# Problem description:
Every record shown below should be duplicated exactly.

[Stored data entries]
+++
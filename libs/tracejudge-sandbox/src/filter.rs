// Pre-execution test case filters
use lazy_static::lazy_static;
use regex::Regex;
use tracejudge_common::config::CaseFilters;
use tracejudge_common::types::{SkipReason, SkippedCase, TestCase};
use tracing::debug;

lazy_static! {
    /// Sample sections in the layouts problem statements commonly use, most specific first
    static ref SAMPLE_PAIR_PATTERNS: Vec<Regex> = vec![
        Regex::new(
            r"(?is)(?:sample|example)\s+input[:\s]*\n?(.*?)(?:\n.*?)?(?:sample|example)\s+output[:\s]*\n?(.*?)(?:\n\n|\n(?:note|constraint|explanation)|$)"
        ),
        Regex::new(
            r"(?is)input[:\s]*\n?(.*?)(?:\n.*?)?output[:\s]*\n?(.*?)(?:\n\n|\n(?:note|constraint|explanation)|$)"
        ),
        Regex::new(r"(?is)(?:input|sample)[:\s]*\n?(.*?)(?:\n.*?)?(?:output|sample\s+output)[:\s]*\n?(.*?)(?:\n\n|$)"),
    ]
    .into_iter()
    .filter_map(Result::ok)
    .collect();
}

/// Lowercase and collapse every whitespace run into a single space
pub fn normalize_text(text: &str) -> String {
    text.split_whitespace()
        .collect::<Vec<_>>()
        .join(" ")
        .to_lowercase()
}

/// `(input, output)` pairs found in "Sample Input ... Sample Output" style sections
pub fn find_sample_pairs(statement: &str) -> Vec<(String, String)> {
    let mut pairs = Vec::new();
    for pattern in SAMPLE_PAIR_PATTERNS.iter() {
        for caps in pattern.captures_iter(statement) {
            let input = caps.get(1).map_or("", |m| m.as_str()).trim();
            let output = caps.get(2).map_or("", |m| m.as_str()).trim();
            if !input.is_empty() && !output.is_empty() {
                pairs.push((input.to_string(), output.to_string()));
            }
        }
    }
    pairs
}

/// Detects test inputs a problem statement already shows as examples
pub struct StatementFilter {
    statement: String,
    samples: Vec<(String, String)>,
}

impl StatementFilter {
    pub fn new(statement: &str) -> Self {
        let samples = find_sample_pairs(statement)
            .into_iter()
            .map(|(input, output)| (normalize_text(&input), normalize_text(&output)))
            .collect();

        Self {
            statement: normalize_text(statement),
            samples,
        }
    }

    pub fn contains(&self, case: &TestCase) -> bool {
        let input = normalize_text(&case.input);
        // An empty stdin is a legitimate test, never treated as a duplicate
        if input.is_empty() {
            return false;
        }

        if self.statement.contains(&input) {
            return true;
        }

        if self
            .samples
            .iter()
            .any(|(sample_in, _)| !sample_in.is_empty() && sample_in.contains(&input))
        {
            return true;
        }

        let output = normalize_text(&case.expected_output);
        !output.is_empty()
            && self.statement.contains(&output)
            && self.samples.iter().any(|(sample_in, sample_out)| {
                !sample_in.is_empty()
                    && !sample_out.is_empty()
                    && sample_in.contains(&input)
                    && sample_out.contains(&output)
            })
    }
}

/// Split `cases` into the ones to execute (with their original index) and the skipped ones
pub fn apply_filters<'a>(
    cases: &'a [TestCase],
    filters: &CaseFilters,
    statement: Option<&str>,
) -> (Vec<(usize, &'a TestCase)>, Vec<SkippedCase>) {
    let statement_filter = statement
        .filter(|_| filters.skip_statement_inputs)
        .map(StatementFilter::new);

    let mut kept = Vec::with_capacity(cases.len());
    let mut skipped = Vec::new();

    for (index, case) in cases.iter().enumerate() {
        let reason = match (filters.max_input_len, filters.max_output_len) {
            (Some(limit), _) if case.input.len() > limit => Some(SkipReason::InputTooLong {
                len: case.input.len(),
                limit,
            }),
            (_, Some(limit)) if case.expected_output.len() > limit => {
                Some(SkipReason::OutputTooLong {
                    len: case.expected_output.len(),
                    limit,
                })
            }
            _ => statement_filter
                .as_ref()
                .filter(|f| f.contains(case))
                .map(|_| SkipReason::InStatement),
        };

        match reason {
            Some(reason) => {
                debug!(case = index, reason = ?reason, "Skipping test case");
                skipped.push(SkippedCase { index, reason });
            }
            None => kept.push((index, case)),
        }
    }

    (kept, skipped)
}

#[cfg(test)]
mod tests {
    use super::*;

    const STATEMENT: &str = "Given two integers, print their sum.\n\n\
        Sample Input\n3 4\n\nSample Output\n7\n\n\
        Note\nNumbers fit in 32 bits.";

    #[test]
    fn test_normalize_text() {
        assert_eq!(normalize_text("  A\tb\r\n\n C  "), "a b c");
        assert_eq!(normalize_text(" \n "), "");
    }

    #[test]
    fn test_find_sample_pairs() {
        let pairs = find_sample_pairs(STATEMENT);
        assert!(pairs.iter().any(|(i, o)| i == "3 4" && o == "7"));
    }

    #[test]
    fn test_statement_filter() {
        let filter = StatementFilter::new(STATEMENT);

        assert!(filter.contains(&TestCase::new("3   4\n", "7")));
        assert!(!filter.contains(&TestCase::new("10 20\n", "30")));
        assert!(!filter.contains(&TestCase::new("", "0")));
    }

    #[test]
    fn test_apply_filters_keeps_indices() {
        let cases = vec![
            TestCase::new("3 4", "7"),
            TestCase::new("1 1", "2"),
            TestCase::new("x".repeat(50), "1"),
            TestCase::new("5 5", "y".repeat(50)),
        ];
        let filters = CaseFilters {
            max_input_len: Some(20),
            max_output_len: Some(20),
            skip_statement_inputs: true,
        };

        let (kept, skipped) = apply_filters(&cases, &filters, Some(STATEMENT));

        assert_eq!(kept.iter().map(|(i, _)| *i).collect::<Vec<_>>(), vec![1]);
        assert_eq!(skipped.len(), 3);
        assert_eq!(skipped[0].reason, SkipReason::InStatement);
        assert_eq!(
            skipped[1].reason,
            SkipReason::InputTooLong { len: 50, limit: 20 }
        );
        assert!(matches!(skipped[2].reason, SkipReason::OutputTooLong { .. }));
    }

    #[test]
    fn test_statement_filter_disabled() {
        let cases = vec![TestCase::new("3 4", "7")];
        let filters = CaseFilters {
            skip_statement_inputs: false,
            ..Default::default()
        };

        let (kept, skipped) = apply_filters(&cases, &filters, Some(STATEMENT));
        assert_eq!(kept.len(), 1);
        assert!(skipped.is_empty());
    }
}
use thiserror::Error;

/// Infrastructure failures of the execution engine
///
/// Candidate misbehavior (timeouts, crashes, memory) is never an error here;
/// it is reported through `ExecutionStatus`.
#[derive(Debug, Error)]
pub enum EngineError {
    #[error("{what} exceeds maximum size of {limit} bytes ({actual} bytes)")]
    InputTooLarge {
        what: &'static str,
        actual: usize,
        limit: usize,
    },

    #[error("no interpreter configured")]
    NoInterpreter,

    #[error("failed to prepare execution workspace: {0}")]
    Workspace(#[source] std::io::Error),

    #[error("failed to spawn `{program}`: {source}")]
    Spawn {
        program: String,
        #[source]
        source: std::io::Error,
    },

    #[error("child {0} pipe was not captured")]
    MissingPipe(&'static str),

    #[error("I/O error while supervising child: {0}")]
    Io(#[source] std::io::Error),

    #[error("process budget is closed")]
    PoolClosed,
}

impl EngineError {
    /// Errors that end a whole evaluation rather than a single case
    pub fn is_fatal(&self) -> bool {
        matches!(self, EngineError::PoolClosed)
    }
}
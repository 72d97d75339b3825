mod question;
mod score;
mod syllabus;

pub use question::Question;
pub use score::{NewScore, ScoreRecord, ANONYMOUS_NAME};
pub use syllabus::{Difficulty, Grade, InvalidGrade, Topic};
+++
# Answer to the problem:
filename libs/tracejudge-sandbox/src/filter.rs
// Pre-execution test case filters
use lazy_static::lazy_static;
use regex::Regex;
use tracejudge_common::config::CaseFilters;
use tracejudge_common::types::{SkipReason, SkippedCase, TestCase};
use tracing::debug;

lazy_static! {
    /// Sample sections in the layouts problem statements commonly use, most specific first
    static ref SAMPLE_PAIR_PATTERNS: Vec<Regex> = vec![
        Regex::new(
            r"(?is)(?:sample|example)\s+input[:\s]*\n?(.*?)(?:\n.*?)?(?:sample|example)\s+output[:\s]*\n?(.*?)(?:\n\n|\n(?:note|constraint|explanation)|$)"
        ),
        Regex::new(
            r"(?is)input[:\s]*\n?(.*?)(?:\n.*?)?output[:\s]*\n?(.*?)(?:\n\n|\n(?:note|constraint|explanation)|$)"
        ),
        Regex::new(r"(?is)(?:input|sample)[:\s]*\n?(.*?)(?:\n.*?)?(?:output|sample\s+output)[:\s]*\n?(.*?)(?:\n\n|$)"),
    ]
    .into_iter()
    .filter_map(Result::ok)
    .collect();
}

/// Lowercase and collapse every whitespace run into a single space
pub fn normalize_text(text: &str) -> String {
    text.split_whitespace()
        .collect::<Vec<_>>()
        .join(" ")
        .to_lowercase()
}

/// `(input, output)` pairs found in "Sample Input ... Sample Output" style sections
pub fn find_sample_pairs(statement: &str) -> Vec<(String, String)> {
    let mut pairs = Vec::new();
    for pattern in SAMPLE_PAIR_PATTERNS.iter() {
        for caps in pattern.captures_iter(statement) {
            let input = caps.get(1).map_or("", |m| m.as_str()).trim();
            let output = caps.get(2).map_or("", |m| m.as_str()).trim();
            if !input.is_empty() && !output.is_empty() {
                pairs.push((input.to_string(), output.to_string()));
            }
        }
    }
    pairs
}

/// Detects test inputs a problem statement already shows as examples
pub struct StatementFilter {
    statement: String,
    samples: Vec<(String, String)>,
}

impl StatementFilter {
    pub fn new(statement: &str) -> Self {
        let samples = find_sample_pairs(statement)
            .into_iter()
            .map(|(input, output)| (normalize_text(&input), normalize_text(&output)))
            .collect();

        Self {
            statement: normalize_text(statement),
            samples,
        }
    }

    pub fn contains(&self, case: &TestCase) -> bool {
        let input = normalize_text(&case.input);
        // An empty stdin is a legitimate test, never treated as a duplicate
        if input.is_empty() {
            return false;
        }

        if self.statement.contains(&input) {
            return true;
        }

        if self
            .samples
            .iter()
            .any(|(sample_in, _)| !sample_in.is_empty() && sample_in.contains(&input))
        {
            return true;
        }

        let output = normalize_text(&case.expected_output);
        !output.is_empty()
            && self.statement.contains(&output)
            && self.samples.iter().any(|(sample_in, sample_out)| {
                !sample_in.is_empty()
                    && !sample_out.is_empty()
                    && sample_in.contains(&input)
                    && sample_out.contains(&output)
            })
    }
}

/// Split `cases` into the ones to execute (with their original index) and the skipped ones
pub fn apply_filters<'a>(
    cases: &'a [TestCase],
    filters: &CaseFilters,
    statement: Option<&str>,
) -> (Vec<(usize, &'a TestCase)>, Vec<SkippedCase>) {
    let statement_filter = statement
        .filter(|_| filters.skip_statement_inputs)
        .map(StatementFilter::new);

    let mut kept = Vec::with_capacity(cases.len());
    let mut skipped = Vec::new();

    for (index, case) in cases.iter().enumerate() {
        let reason = match (filters.max_input_len, filters.max_output_len) {
            (Some(limit), _) if case.input.len() > limit => Some(SkipReason::InputTooLong {
                len: case.input.len(),
                limit,
            }),
            (_, Some(limit)) if case.expected_output.len() > limit => {
                Some(SkipReason::OutputTooLong {
                    len: case.expected_output.len(),
                    limit,
                })
            }
            _ => statement_filter
                .as_ref()
                .filter(|f| f.contains(case))
                .map(|_| SkipReason::InStatement),
        };

        match reason {
            Some(reason) => {
                debug!(case = index, reason = ?reason, "Skipping test case");
                skipped.push(SkippedCase { index, reason });
            }
            None => kept.push((index, case)),
        }
    }

    (kept, skipped)
}

#[cfg(test)]
mod tests {
    use super::*;

    const STATEMENT: &str = "Given two integers, print their sum.\n\n\
        Sample Input\n3 4\n\nSample Output\n7\n\n\
        Note\nNumbers fit in 32 bits.";

    #[test]
    fn test_normalize_text() {
        assert_eq!(normalize_text("  A\tb\r\n\n C  "), "a b c");
        assert_eq!(normalize_text(" \n "), "");
    }

    #[test]
    fn test_find_sample_pairs() {
        let pairs = find_sample_pairs(STATEMENT);
        assert!(pairs.iter().any(|(i, o)| i == "3 4" && o == "7"));
    }

    #[test]
    fn test_statement_filter() {
        let filter = StatementFilter::new(STATEMENT);

        assert!(filter.contains(&TestCase::new("3   4\n", "7")));
        assert!(!filter.contains(&TestCase::new("10 20\n", "30")));
        assert!(!filter.contains(&TestCase::new("", "0")));
    }

    #[test]
    fn test_apply_filters_keeps_indices() {
        let cases = vec![
            TestCase::new("3 4", "7"),
            TestCase::new("1 1", "2"),
            TestCase::new("x".repeat(50), "1"),
            TestCase::new("5 5", "y".repeat(50)),
        ];
        let filters = CaseFilters {
            max_input_len: Some(20),
            max_output_len: Some(20),
            skip_statement_inputs: true,
        };

        let (kept, skipped) = apply_filters(&cases, &filters, Some(STATEMENT));

        assert_eq!(kept.iter().map(|(i, _)| *i).collect::<Vec<_>>(), vec![1]);
        assert_eq!(skipped.len(), 3);
        assert_eq!(skipped[0].reason, SkipReason::InStatement);
        assert_eq!(
            skipped[1].reason,
            SkipReason::InputTooLong { len: 50, limit: 20 }
        );
        assert!(matches!(skipped[2].reason, SkipReason::OutputTooLong { .. }));
    }

    #[test]
    fn test_statement_filter_disabled() {
        let cases = vec![TestCase::new("3 4", "7")];
        let filters = CaseFilters {
            skip_statement_inputs: false,
            ..Default::default()
        };

        let (kept, skipped) = apply_filters(&cases, &filters, Some(STATEMENT));
        assert_eq!(kept.len(), 1);
        assert!(skipped.is_empty());
    }
}
use thiserror::Error;

/// Infrastructure failures of the execution engine
///
/// Candidate misbehavior (timeouts, crashes, memory) is never an error here;
/// it is reported through `ExecutionStatus`.
#[derive(Debug, Error)]
pub enum EngineError {
    #[error("{what} exceeds maximum size of {limit} bytes ({actual} bytes)")]
    InputTooLarge {
        what: &'static str,
        actual: usize,
        limit: usize,
    },

    #[error("no interpreter configured")]
    NoInterpreter,

    #[error("failed to prepare execution workspace: {0}")]
    Workspace(#[source] std::io::Error),

    #[error("failed to spawn `{program}`: {source}")]
    Spawn {
        program: String,
        #[source]
        source: std::io::Error,
    },

    #[error("child {0} pipe was not captured")]
    MissingPipe(&'static str),

    #[error("I/O error while supervising child: {0}")]
    Io(#[source] std::io::Error),

    #[error("process budget is closed")]
    PoolClosed,
}

impl EngineError {
    /// Errors that end a whole evaluation rather than a single case
    pub fn is_fatal(&self) -> bool {
        matches!(self, EngineError::PoolClosed)
    }
}
repository 72d97d75339b3825
mod question;
mod score;
mod syllabus;

pub use question::Question;
pub use score::{NewScore, ScoreRecord, ANONYMOUS_NAME};
pub use syllabus::{Difficulty, Grade, InvalidGrade, Topic};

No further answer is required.